### EXERCISE OBJECTIVE
From the listing below, pull each line that includes "message".

● ● ●

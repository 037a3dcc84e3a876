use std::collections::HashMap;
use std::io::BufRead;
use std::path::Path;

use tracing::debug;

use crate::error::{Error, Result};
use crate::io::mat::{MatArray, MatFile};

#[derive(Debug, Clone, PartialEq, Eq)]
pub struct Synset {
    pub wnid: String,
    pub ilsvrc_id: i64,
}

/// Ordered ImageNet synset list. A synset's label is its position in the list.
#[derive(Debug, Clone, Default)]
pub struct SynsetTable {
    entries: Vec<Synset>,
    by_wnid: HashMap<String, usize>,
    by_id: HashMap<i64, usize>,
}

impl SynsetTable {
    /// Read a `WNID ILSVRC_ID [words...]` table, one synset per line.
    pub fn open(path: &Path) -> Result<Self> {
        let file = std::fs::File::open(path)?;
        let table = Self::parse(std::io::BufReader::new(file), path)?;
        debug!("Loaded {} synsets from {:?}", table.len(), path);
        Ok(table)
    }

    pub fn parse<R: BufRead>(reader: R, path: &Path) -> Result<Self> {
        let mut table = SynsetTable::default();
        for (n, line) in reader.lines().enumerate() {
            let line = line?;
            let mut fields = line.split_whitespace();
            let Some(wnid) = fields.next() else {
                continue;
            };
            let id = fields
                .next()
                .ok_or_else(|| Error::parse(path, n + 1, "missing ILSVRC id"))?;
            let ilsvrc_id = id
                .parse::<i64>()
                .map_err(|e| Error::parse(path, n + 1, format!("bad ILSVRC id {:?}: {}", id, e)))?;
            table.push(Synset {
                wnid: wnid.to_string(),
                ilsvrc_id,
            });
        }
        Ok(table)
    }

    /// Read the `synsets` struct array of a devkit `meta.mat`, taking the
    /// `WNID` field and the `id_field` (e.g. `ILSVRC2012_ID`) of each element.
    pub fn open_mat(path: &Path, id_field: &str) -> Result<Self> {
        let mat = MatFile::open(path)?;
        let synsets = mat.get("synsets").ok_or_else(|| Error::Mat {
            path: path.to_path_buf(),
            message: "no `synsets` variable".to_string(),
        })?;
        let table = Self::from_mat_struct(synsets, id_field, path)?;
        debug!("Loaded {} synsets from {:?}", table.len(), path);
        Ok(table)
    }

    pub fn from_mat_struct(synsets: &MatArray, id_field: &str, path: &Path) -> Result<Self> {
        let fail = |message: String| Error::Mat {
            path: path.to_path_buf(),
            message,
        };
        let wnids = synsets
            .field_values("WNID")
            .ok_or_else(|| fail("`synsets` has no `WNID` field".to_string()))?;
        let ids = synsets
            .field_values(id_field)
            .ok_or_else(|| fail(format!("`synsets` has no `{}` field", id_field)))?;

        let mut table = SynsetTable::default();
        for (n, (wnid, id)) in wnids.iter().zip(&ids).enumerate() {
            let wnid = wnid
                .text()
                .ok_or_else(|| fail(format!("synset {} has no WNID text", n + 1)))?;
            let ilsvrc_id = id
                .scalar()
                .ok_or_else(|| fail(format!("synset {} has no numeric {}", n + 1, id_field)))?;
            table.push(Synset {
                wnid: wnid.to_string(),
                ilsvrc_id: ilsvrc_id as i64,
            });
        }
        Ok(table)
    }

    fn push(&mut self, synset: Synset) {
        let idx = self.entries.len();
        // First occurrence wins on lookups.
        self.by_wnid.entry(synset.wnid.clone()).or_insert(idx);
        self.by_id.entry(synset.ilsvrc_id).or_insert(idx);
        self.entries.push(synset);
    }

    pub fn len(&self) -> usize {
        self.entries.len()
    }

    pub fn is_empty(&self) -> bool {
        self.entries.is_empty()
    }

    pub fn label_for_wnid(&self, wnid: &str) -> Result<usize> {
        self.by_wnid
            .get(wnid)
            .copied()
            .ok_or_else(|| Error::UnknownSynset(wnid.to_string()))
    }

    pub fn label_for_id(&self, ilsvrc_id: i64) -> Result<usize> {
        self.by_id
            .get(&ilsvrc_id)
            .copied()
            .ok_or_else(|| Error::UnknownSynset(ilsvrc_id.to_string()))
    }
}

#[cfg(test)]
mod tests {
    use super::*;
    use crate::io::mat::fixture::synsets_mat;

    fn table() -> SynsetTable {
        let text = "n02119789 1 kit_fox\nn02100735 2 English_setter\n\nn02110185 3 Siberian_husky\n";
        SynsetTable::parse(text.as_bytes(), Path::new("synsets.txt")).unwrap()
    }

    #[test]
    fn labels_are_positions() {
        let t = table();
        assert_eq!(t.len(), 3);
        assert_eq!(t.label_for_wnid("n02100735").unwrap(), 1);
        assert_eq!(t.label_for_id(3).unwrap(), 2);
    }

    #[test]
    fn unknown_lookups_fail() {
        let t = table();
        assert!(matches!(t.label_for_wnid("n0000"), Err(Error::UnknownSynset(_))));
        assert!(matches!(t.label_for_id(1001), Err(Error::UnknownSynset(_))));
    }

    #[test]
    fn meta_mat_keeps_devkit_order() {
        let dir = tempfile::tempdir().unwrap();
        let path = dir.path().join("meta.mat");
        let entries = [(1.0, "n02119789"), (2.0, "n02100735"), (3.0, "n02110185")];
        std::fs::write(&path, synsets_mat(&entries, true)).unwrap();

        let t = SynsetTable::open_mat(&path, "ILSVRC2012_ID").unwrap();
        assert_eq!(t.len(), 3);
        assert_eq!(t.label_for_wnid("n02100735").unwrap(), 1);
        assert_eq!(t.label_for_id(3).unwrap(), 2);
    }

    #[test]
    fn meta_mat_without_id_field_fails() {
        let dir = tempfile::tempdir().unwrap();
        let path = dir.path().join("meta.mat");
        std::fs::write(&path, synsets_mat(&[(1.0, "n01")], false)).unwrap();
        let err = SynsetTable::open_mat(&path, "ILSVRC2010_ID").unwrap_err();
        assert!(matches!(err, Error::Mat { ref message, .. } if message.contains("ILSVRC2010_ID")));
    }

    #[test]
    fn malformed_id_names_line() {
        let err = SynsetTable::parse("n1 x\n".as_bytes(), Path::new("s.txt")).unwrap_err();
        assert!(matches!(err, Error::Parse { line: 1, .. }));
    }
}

● ● ●

### ANSWER FOR THIS EXERCISE
            message: "no `synsets` variable".to_string(),
        let fail = |message: String| Error::Mat {
            message,
        assert!(matches!(err, Error::Mat { ref message, .. } if message.contains("ILSVRC2010_ID")));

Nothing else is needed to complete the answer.